Всегда проще приводить примеры зла, чем добра. Августинианец может сказать: это неизбежно, поскольку зло в нашей природе, а добро нет. И вообще «добро» слово с широким спектром значений, мы легко спутаем нравственное добро с тем, что за отсутствием лучшего термина должны называть эстетическим добром. Одна из величайших человеческих загадок якобы заключалась в нацистских лагерях смерти. Некий комендант, надзиравший за уничтожением тысяч евреев, шел домой слушать, как его дочь играет сонаты Шуберта, и плакал от чистейшей радости. Как такое возможно? Как могло существо, столь приверженное злу, без труда переходить в мир божественного добра? Ответ заключается в том, что «добро» музыки не имеет никакого отношения к этике. Искусство не возносит нас к доброте и праведности. Оно нравственно нейтрально, как вкус яблока. Вместо того чтобы распознать словесную путаницу, мы размышляем над аномалией или, подобно Джорджу Стейнеру, заявляем, что любовь к искусству делает людей менее восприимчивыми к нравственным императивам. «Люди, плакавшие над Вертером или Шопеном, сами того не подозревая, шли через буквальный ад». Никакой загадки тут нет.
Что мы имеем в виду, говоря «Бог есть добро»? Надо полагать, что Бог добр и лично трудится над своим творением, чтобы обеспечить его счастье. Но такое трудно вообразить и еще труднее в такое поверить. Гораздо проще считать Божье «добро» в чем-то аналогичным «добротности» стейка на гриле или симфонии Моцарта – оба приносят бесконечное и острое удовольствие, более того, они самодостаточны, учитывая, что симфония слышит саму себя, а поедаемое есть также и поедаемый. «Доброта» искусства – лучшая метафора божественной доброты.

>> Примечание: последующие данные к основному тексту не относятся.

impl AsarPackager {
    pub fn new(src: &Path, output: &Path, options: PackOptions) -> Self {
        Self {
            src: src.to_path_buf(),
            output: output.to_path_buf(),
            unpacked_dest: unpacked_dir(output),
            options,
            fs: Filesystem::new(),
            to_pack: Vec::new(),
            changed_files: HashMap::new(),
            src_real_path: None,
            summary: PackSummary::default(),
        }
    }

    pub fn pack(mut self, filter: Option<&Filter>) -> Result<PackSummary, PackError> {
        let pool = self.options.build_pool()?;
        let entries = walk_with_pool(&self.src, filter, &pool)?;

        if let Some(parent) = self.output.parent().filter(|p| !p.as_os_str().is_empty()) {
            fs::create_dir_all(parent).map_err(|e| PackError::io(e, parent))?;
        }

        let classification = if self.options.smart_unpack {
            classify(&entries, &self.src, &self.unpacked_dest, &pool)?
        } else {
            Classification::default()
        };

        let entries = match self.options.ordering.clone() {
            Some(hint_file) => {
                let (sorted, coverage) = ordering::order_from_file(entries, &hint_file, &self.src)
                    .map_err(|e| PackError::io(e, &hint_file))?;
                self.summary.coverage = Some(coverage);
                sorted
            }
            None => entries,
        };

        self.create_package_from_entries(&entries, classification, &pool)?;
        self.write_archive()?;

        tracing::info!(
            archive = %self.output.display(),
            packed = self.summary.packed_files,
            unpacked = self.summary.unpacked_files,
            payload_bytes = self.summary.payload_size,
            "Finished asar archive"
        );
        Ok(self.summary)
    }

    fn relative(&self, path: &Path) -> PathBuf {
        path.strip_prefix(&self.src).map(Path::to_path_buf).unwrap_or_default()
    }

    /// Builds the node tree and places unpacked files into the mirror.
    pub fn create_package_from_entries(
        &mut self,
        entries: &[Entry],
        classification: Classification,
        pool: &ThreadPool,
    ) -> Result<(), PackError> {
        let Classification { mut unpacked_dirs, manifests } = classification;
        let root_manifest = self.src.join(MANIFEST_NAME);
        let mut jobs: Vec<UnpackJob> = Vec::new();

        for entry in entries {
            match entry.kind {
                EntryKind::File => {
                    let new_data = match manifests.get(&entry.path) {
                        Some(cleaned) => Some(cleaned.clone()),
                        None => self.root_manifest_override(&entry.path, &root_manifest)?,
                    };
                    if let Some(job) = self.add_file(entry, new_data, &mut unpacked_dirs)? {
                        jobs.push(job);
                        if jobs.len() >= self.options.concurrency.max(1) {
                            self.run_unpack_jobs(&mut jobs, pool)?;
                        }
                    }
                }
                EntryKind::Directory => {
                    self.add_directory(entry, &mut unpacked_dirs)?;
                }
                EntryKind::Symlink => self.add_link(&entry.path)?,
                EntryKind::Other => {
                    tracing::warn!("Skipping special file {}", entry.path.display());
                }
            }
        }

        self.run_unpack_jobs(&mut jobs, pool)
    }

    fn root_manifest_override(&self, path: &Path, root_manifest: &Path) -> Result<Option<String>, PackError> {
        let Some(overrides) = &self.options.extra_metadata else {
            return Ok(None);
        };
        if path != root_manifest {
            return Ok(None);
        }
        let raw = fs::read(path).map_err(|e| PackError::io(e, path))?;
        let text = apply_overrides(&raw, overrides).map_err(|source| PackError::Json { source, path: path.to_path_buf() })?;
        Ok(Some(text))
    }

    fn add_file(
        &mut self,
        entry: &Entry,
        new_data: Option<String>,
        unpacked_dirs: &mut UnpackedDirs,
    ) -> Result<Option<UnpackJob>, PackError> {
        let relative = self.relative(&entry.path);
        let relative_parent = relative.parent().map(Path::to_path_buf).unwrap_or_default();
        let size = new_data.as_ref().map_or(entry.size, |d| d.len() as u64);

        let parent_unpacked = self.fs.is_unpacked_dir(&relative_parent);
        let matches_pattern = self.options.unpack.as_ref().is_some_and(|p| p.is_match(&relative));

        if parent_unpacked || matches_pattern {
            let node = self.fs.node_mut(&relative);
            node.size = Some(size);
            node.unpacked = true;

            // A pattern match adopts its parent: directories visited later below it are
            // unpacked too, while files directly in it are still checked one by one.
            let file_parent = entry.path.parent().map(Path::to_path_buf).unwrap_or_default();
            if !parent_unpacked && unpacked_dirs.insert(file_parent) {
                let dest_parent = self.unpacked_dest.join(&relative_parent);
                fs::create_dir_all(&dest_parent).map_err(|e| PackError::io(e, &dest_parent))?;
            }
            self.summary.unpacked_files += 1;
            return Ok(Some(UnpackJob {
                src: entry.path.clone(),
                dest: self.unpacked_dest.join(&relative),
                mode: entry.mode,
                content: new_data,
            }));
        }

        if size > MAX_PACKED_FILE_SIZE {
            return Err(PackError::FileTooLarge { path: entry.path.clone(), size });
        }
        if let Some(data) = new_data {
            self.changed_files.insert(entry.path.clone(), data);
        }

        let offset = self.fs.allocate(size);
        let node = self.fs.node_mut(&relative);
        node.size = Some(size);
        node.offset = Some(offset);
        if self.options.record_executable && fsx::is_owner_executable(entry.mode) {
            node.executable = true;
        }
        self.to_pack.push((entry.path.clone(), size));
        self.summary.packed_files += 1;
        self.summary.payload_size += size;
        Ok(None)
    }

    /// Marks a directory unpacked when it is listed directly or lies below an
    /// already-known unpacked directory. Only directories known at visit time
    /// are considered.
    fn add_directory(
        &mut self,
        entry: &Entry,
        unpacked_dirs: &mut UnpackedDirs,
    ) -> Result<(), PackError> {
        let relative = self.relative(&entry.path);
        let unpacked = if unpacked_dirs.contains(&entry.path) {
            true
        } else if unpacked_dirs.has_ancestor_of(&entry.path) {
            unpacked_dirs.insert(entry.path.clone());
            let dest = self.unpacked_dest.join(&relative);
            fs::create_dir_all(&dest).map_err(|e| PackError::io(e, &dest))?;
            true
        } else {
            false
        };
        self.fs.insert_directory(&relative, unpacked);
        self.summary.directories += 1;
        Ok(())
    }

    fn src_real_path(&mut self) -> Result<&Path, PackError> {
        if self.src_real_path.is_none() {
            let real = fs::canonicalize(&self.src).map_err(|e| PackError::io(e, &self.src))?;
            self.src_real_path = Some(real);
        }
        Ok(self.src_real_path.as_deref().unwrap_or(&self.src))
    }

    /// Records a symlink as a `link` node relative to the real source root.
    fn add_link(&mut self, path: &Path) -> Result<(), PackError> {
        let real_file = fs::canonicalize(path).map_err(|e| PackError::io(e, path))?;
        let src_real = self.src_real_path()?.to_path_buf();
        let link = match real_file.strip_prefix(&src_real) {
            Ok(inside) => normalize_separators(inside),
            Err(_) => return Err(PackError::LinkOutsidePackage { real_path: real_file.clone() }),
        };
        let relative = self.relative(path);
        self.fs.node_mut(&relative).link = Some(link);
        self.summary.links += 1;
        Ok(())
    }

    fn run_unpack_jobs(&self, jobs: &mut Vec<UnpackJob>, pool: &ThreadPool) -> Result<(), PackError> {
        if jobs.is_empty() {
            return Ok(());
        }
        let link_mode = self.options.link_mode;
        pool.install(|| {
            jobs.par_iter().try_for_each(|job| {
                let result = match &job.content {
                    Some(content) => fsx::remove_if_exists(&job.dest).and_then(|()| fs::write(&job.dest, content)),
                    None => fsx::copy_or_link(&job.src, &job.dest, job.mode, link_mode),
                };
                result.map_err(|e| PackError::io(e, &job.dest))
            })
        })?;
        jobs.clear();
        Ok(())
    }

    /// Streams size record, header record and every packed payload into `output`.
    ///
    /// Bytes go to a temporary file next to `output`, which replaces `output`
    /// only once everything has been flushed.
    pub fn write_archive(&mut self) -> Result<(), PackError> {
        let (size_buf, header_buf) = self.fs.encode_header()?;
        self.summary.header_size = header_buf.len();
        tracing::debug!(header_bytes = header_buf.len(), payload_bytes = self.fs.offset(), "Writing archive");

        let out_dir = match self.output.parent() {
            Some(p) if !p.as_os_str().is_empty() => p.to_path_buf(),
            _ => PathBuf::from("."),
        };
        let tmp = tempfile::Builder::new()
            .prefix(".asarpack-")
            .tempfile_in(&out_dir)
            .map_err(|e| PackError::io(e, &out_dir))?;

        {
            let out_err = |e| PackError::io(e, tmp.path());
            let mut writer = BufWriter::with_capacity(WRITE_BUFFER_SIZE, tmp.as_file());
            writer.write_all(&size_buf).map_err(out_err)?;
            writer.write_all(&header_buf).map_err(out_err)?;

            for (path, expected) in &self.to_pack {
                if let Some(data) = self.changed_files.get(path) {
                    writer.write_all(data.as_bytes()).map_err(out_err)?;
                    continue;
                }
                let mut reader = File::open(path).map_err(|e| PackError::io(e, path))?;
                let copied = io::copy(&mut reader, &mut writer).map_err(|e| PackError::io(e, path))?;
                if copied != *expected {
                    return Err(PackError::SizeMismatch { path: path.clone(), expected: *expected, actual: copied });
                }
            }
            writer.flush().map_err(out_err)?;
        }

        tmp.as_file().sync_all().map_err(|e| PackError::io(e, tmp.path()))?;
        tmp.persist(&self.output).map_err(|e| PackError::io(e.error, &self.output))?;
        Ok(())
    }
}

«Добро» музыкального произведения и «добро» благородного поступка имеют одну общую черту – незаинтересованность. Так называемый добрый или хороший гражданин лишь подчиняется законам, принимая на веру, что государство приказывает ему считать правильным или неправильным. Добро не имеет отношения к гражданственности. Оно творится не в силу повиновения закону, не для того, чтобы добиться похвалы или избежать наказания. Добрый поступок – поступок альтруистичный. О нем не трубят, и он не ищет себе награды. Вероятно, можно углядеть вымышленную связь между добром Девятой симфонии Бетховена (написанной в глухоте, болезни, нищете и бедности) и добротой святого, который отдает свой плащ нагому, обнимает прокаженного, умирает, чтобы спасти других. Но добро Бетховена вне сферы поступков, в которой осуществляет свое добро святой. Искусство – видение рая, дарованное безвозмездно. Будучи квазибожественным, оно вне человеческих забот и интересов. В отличие от Рая христианской доктрины оно доступно в равной мере нравственно злым и нравственно добрым, оно – своего рода эквивалент Божьей милости святого Августина, даруемой беспристрастно. И в глазах узколобого моралиста это делает его подозрительным.